Aim of the exercise:
What do the lines from the one containing "fn bootstrap_connection(conn: &mut" through the end of the listing below say? Restate them word for word and give nothing else.

------------------------------------------------

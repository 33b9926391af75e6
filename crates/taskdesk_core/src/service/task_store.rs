//! Task store facade used by presentation layers.
//!
//! # Responsibility
//! - Own the data file path and open one scoped connection per call.
//! - Expose task/category CRUD, filter, search and statistics use-cases.
//! - Apply the failure policy: reads degrade, writes propagate.
//!
//! # Invariants
//! - Connections never outlive a call; they are released on every exit path.
//! - Read operations never fail; errors are logged and yield empty results.
//! - Write operations never report success unless the statement committed.
//! - Update/delete of a missing identifier yields `Ok(false)`, not an error.

use crate::config::StoreConfig;
use crate::db::{open_db, seed_default_categories, DbError};
use crate::model::category::{Category, CategoryId};
use crate::model::task::{Status, Task, TaskId};
use crate::repo::category_repo::{CategoryRepository, SqliteCategoryRepository};
use crate::repo::task_repo::{SqliteTaskRepository, TaskListQuery, TaskRepository, TaskStats};
use crate::repo::{RepoError, RepoResult};
use log::{error, info, warn};
use rusqlite::Connection;
use std::error::Error;
use std::fmt::{Display, Formatter};
use std::path::{Path, PathBuf};

pub type StoreResult<T> = Result<T, StoreError>;

/// Store-level error surfaced to callers of write operations.
#[derive(Debug)]
pub enum StoreError {
    /// Data file or schema cannot be created. The application cannot continue.
    Initialization(DbError),
    /// A write failed and must be reported to the user.
    Storage(RepoError),
}

impl Display for StoreError {
    fn fmt(&self, f: &mut Formatter<'_>) -> std::fmt::Result {
        match self {
            Self::Initialization(err) => write!(f, "task store initialization failed: {err}"),
            Self::Storage(err) => write!(f, "{err}"),
        }
    }
}

impl Error for StoreError {
    fn source(&self) -> Option<&(dyn Error + 'static)> {
        match self {
            Self::Initialization(err) => Some(err),
            Self::Storage(err) => Some(err),
        }
    }
}

impl From<RepoError> for StoreError {
    fn from(value: RepoError) -> Self {
        Self::Storage(value)
    }
}

/// File-backed task store.
#[derive(Debug, Clone)]
pub struct TaskStore {
    db_path: PathBuf,
}

impl TaskStore {
    pub fn new(db_path: impl Into<PathBuf>) -> Self {
        Self {
            db_path: db_path.into(),
        }
    }

    pub fn from_config(config: &StoreConfig) -> Self {
        Self::new(config.db_path.clone())
    }

    pub fn db_path(&self) -> &Path {
        &self.db_path
    }

    /// Creates the data file and schema when absent and seeds default
    /// categories. Safe to call on every startup.
    ///
    /// # Errors
    /// - `Initialization` when the file cannot be opened or migrated.
    pub fn initialize(&self) -> StoreResult<()> {
        let mut conn = open_db(&self.db_path).map_err(|err| {
            error!(
                "event=store_init module=store status=error error_code=db_open_failed error={}",
                err
            );
            StoreError::Initialization(err)
        })?;

        let seeded = seed_default_categories(&mut conn).map_err(|err| {
            error!(
                "event=store_init module=store status=error error_code=seed_failed error={}",
                err
            );
            StoreError::Initialization(err)
        })?;

        info!(
            "event=store_init module=store status=ok seeded_categories={}",
            seeded
        );
        Ok(())
    }

    /// Inserts a new task and returns its identifier.
    pub fn add_task(&self, task: &Task) -> StoreResult<TaskId> {
        let result =
            self.with_connection(|conn| SqliteTaskRepository::try_new(conn)?.create_task(task));
        let id = log_write("task_add", result)?;
        info!("event=task_add module=store status=ok task_id={id}");
        Ok(id)
    }

    /// Returns all tasks, most recently created first.
    pub fn get_all_tasks(&self) -> Vec<Task> {
        self.filter_tasks(&TaskListQuery::default())
    }

    /// Returns one task, or `None` when missing or unreadable.
    pub fn get_task(&self, id: TaskId) -> Option<Task> {
        self.read("task_get", |conn| {
            SqliteTaskRepository::try_new(conn)?.get_task(id)
        })
    }

    /// Replaces the mutable fields of a stored task.
    ///
    /// Returns `Ok(false)` when no task has `task.id`. A non-positive id can
    /// never be stored, so it is reported the same way.
    pub fn update_task(&self, task: &Task) -> StoreResult<bool> {
        if task.id.is_some_and(|id| id <= 0) {
            return Ok(false);
        }
        let result =
            self.with_connection(|conn| SqliteTaskRepository::try_new(conn)?.update_task(task));
        let updated = found(log_write("task_update", result))?;
        if updated {
            info!(
                "event=task_update module=store status=ok task_id={}",
                task.id.unwrap_or_default()
            );
        }
        Ok(updated)
    }

    /// Marks a task as completed.
    pub fn complete_task(&self, id: TaskId) -> StoreResult<bool> {
        let result = self.with_connection(|conn| {
            SqliteTaskRepository::try_new(conn)?.set_task_status(id, Status::Completed)
        });
        let completed = found(log_write("task_complete", result))?;
        if completed {
            info!("event=task_complete module=store status=ok task_id={id}");
        }
        Ok(completed)
    }

    /// Deletes a task. Returns `Ok(false)` when it does not exist.
    pub fn delete_task(&self, id: TaskId) -> StoreResult<bool> {
        let result =
            self.with_connection(|conn| SqliteTaskRepository::try_new(conn)?.delete_task(id));
        let deleted = found(log_write("task_delete", result))?;
        if deleted {
            info!("event=task_delete module=store status=ok task_id={id}");
        }
        Ok(deleted)
    }

    /// Returns all categories in storage order.
    pub fn get_categories(&self) -> Vec<Category> {
        self.read("category_list", |conn| {
            SqliteCategoryRepository::try_new(conn)?.list_categories()
        })
    }

    /// Inserts a new category and returns its identifier.
    ///
    /// # Errors
    /// - `Storage(DuplicateCategoryName)` when a category with the same name
    ///   exists, ignoring case.
    pub fn add_category(&self, category: &Category) -> StoreResult<CategoryId> {
        let result = self.with_connection(|conn| {
            let repo = SqliteCategoryRepository::try_new(conn)?;
            if let Some(existing) = repo.find_category_by_name(&category.name)? {
                return Err(RepoError::DuplicateCategoryName(existing.name));
            }
            repo.create_category(category)
        });
        let id = log_write("category_add", result)?;
        info!("event=category_add module=store status=ok category_id={id}");
        Ok(id)
    }

    /// Deletes a category after detaching every task that references it.
    ///
    /// Both steps commit together. Returns `Ok(false)` when the category does
    /// not exist, in which case no task is modified.
    pub fn delete_category(&self, id: CategoryId) -> StoreResult<bool> {
        let result = self.with_connection(|conn| {
            SqliteCategoryRepository::try_new(conn)?.delete_category(id)
        });
        match log_write("category_delete", result) {
            Ok(detached) => {
                info!(
                    "event=category_delete module=store status=ok category_id={} detached_tasks={}",
                    id, detached
                );
                Ok(true)
            }
            Err(StoreError::Storage(RepoError::NotFound { .. })) => Ok(false),
            Err(err) => Err(err),
        }
    }

    /// Returns tasks assigned to `category_id`, most recent first.
    pub fn get_tasks_by_category(&self, category_id: CategoryId) -> Vec<Task> {
        self.filter_tasks(&TaskListQuery::by_category(category_id))
    }

    /// Returns tasks whose title or description contains `text`.
    ///
    /// Blank text means no filter and yields the same result as
    /// [`TaskStore::get_all_tasks`].
    pub fn search_tasks(&self, text: &str) -> Vec<Task> {
        let trimmed = text.trim();
        if trimmed.is_empty() {
            return self.get_all_tasks();
        }
        self.filter_tasks(&TaskListQuery::by_text(trimmed))
    }

    /// Returns tasks matching every filter set in `query`.
    pub fn filter_tasks(&self, query: &TaskListQuery) -> Vec<Task> {
        self.read("task_list", |conn| {
            SqliteTaskRepository::try_new(conn)?.list_tasks(query)
        })
    }

    /// Returns total/completed counters.
    pub fn statistics(&self) -> TaskStats {
        self.read("task_stats", |conn| {
            SqliteTaskRepository::try_new(conn)?.task_stats()
        })
    }

    fn with_connection<T>(
        &self,
        operation: impl FnOnce(&mut Connection) -> RepoResult<T>,
    ) -> RepoResult<T> {
        let mut conn = open_db(&self.db_path)?;
        operation(&mut conn)
    }

    fn read<T: Default>(
        &self,
        event: &'static str,
        operation: impl FnOnce(&mut Connection) -> RepoResult<T>,
    ) -> T {
        match self.with_connection(operation) {
            Ok(value) => value,
            Err(err) => {
                warn!(
                    "event={} module=store status=warn fallback=empty error={}",
                    event, err
                );
                T::default()
            }
        }
    }
}

fn log_write<T>(event: &'static str, result: RepoResult<T>) -> StoreResult<T> {
    match result {
        Ok(value) => Ok(value),
        Err(err @ RepoError::NotFound { .. }) => Err(err.into()),
        Err(err) => {
            error!("event={} module=store status=error error={}", event, err);
            Err(err.into())
        }
    }
}

fn found(result: StoreResult<()>) -> StoreResult<bool> {
    match result {
        Ok(()) => Ok(true),
        Err(StoreError::Storage(RepoError::NotFound { .. })) => Ok(false),
        Err(err) => Err(err),
    }
}
//! Connection bootstrap utilities for SQLite.
//!
//! # Responsibility
//! - Open file or in-memory SQLite connections.
//! - Configure connection pragmas required by core behavior.
//! - Trigger schema migrations before returning a usable connection.
//!
//! # Invariants
//! - Returned connections have `foreign_keys=ON`.
//! - Returned connections have migrations fully applied.

use super::migrations::apply_migrations;
use super::DbResult;
use log::{debug, error};
use rusqlite::Connection;
use std::path::Path;
use std::time::{Duration, Instant};

const BUSY_TIMEOUT: Duration = Duration::from_secs(5);

/// Opens a SQLite database file and applies all pending migrations.
///
/// The file is created when absent. Existing data is never dropped.
///
/// # Side effects
/// - Performs connection bootstrap and migration checks.
/// - Emits `db_open` logging events with duration and status.
pub fn open_db(path: impl AsRef<Path>) -> DbResult<Connection> {
    open_with("file", || Connection::open(path.as_ref()))
}

/// Opens an in-memory SQLite database and applies all pending migrations.
pub fn open_db_in_memory() -> DbResult<Connection> {
    open_with("memory", Connection::open_in_memory)
}

fn open_with(
    mode: &'static str,
    opener: impl FnOnce() -> rusqlite::Result<Connection>,
) -> DbResult<Connection> {
    let started_at = Instant::now();
    debug!("event=db_open module=db status=start mode={mode}");

    let mut conn = match opener() {
        Ok(conn) => conn,
        Err(err) => {
            error!(
                "event=db_open module=db status=error mode={} duration_ms={} error_code=db_open_failed error={}",
                mode,
                started_at.elapsed().as_millis(),
                err
            );
            return Err(err.into());
        }
    };

    match bootstrap_connection(&mut conn) {
        Ok(()) => {
            debug!(
                "event=db_open module=db status=ok mode={} duration_ms={}",
                mode,
                started_at.elapsed().as_millis()
            );
            Ok(conn)
        }
        Err(err) => {
            error!(
                "event=db_open module=db status=error mode={} duration_ms={} error_code=db_bootstrap_failed error={}",
                mode,
                started_at.elapsed().as_millis(),
                err
            );
            Err(err)
        }
    }
}

fn bootstrap_connection(conn: &mut Connection) -> DbResult<()> {
    conn.execute_batch("PRAGMA foreign_keys = ON;")?;
    conn.busy_timeout(BUSY_TIMEOUT)?;
    apply_migrations(conn)?;
    Ok(())
}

------------------------------------------------

Answer section:
fn bootstrap_connection(conn: &mut Connection) -> DbResult<()> {
    conn.execute_batch("PRAGMA foreign_keys = ON;")?;
    conn.busy_timeout(BUSY_TIMEOUT)?;
    apply_migrations(conn)?;
    Ok(())
}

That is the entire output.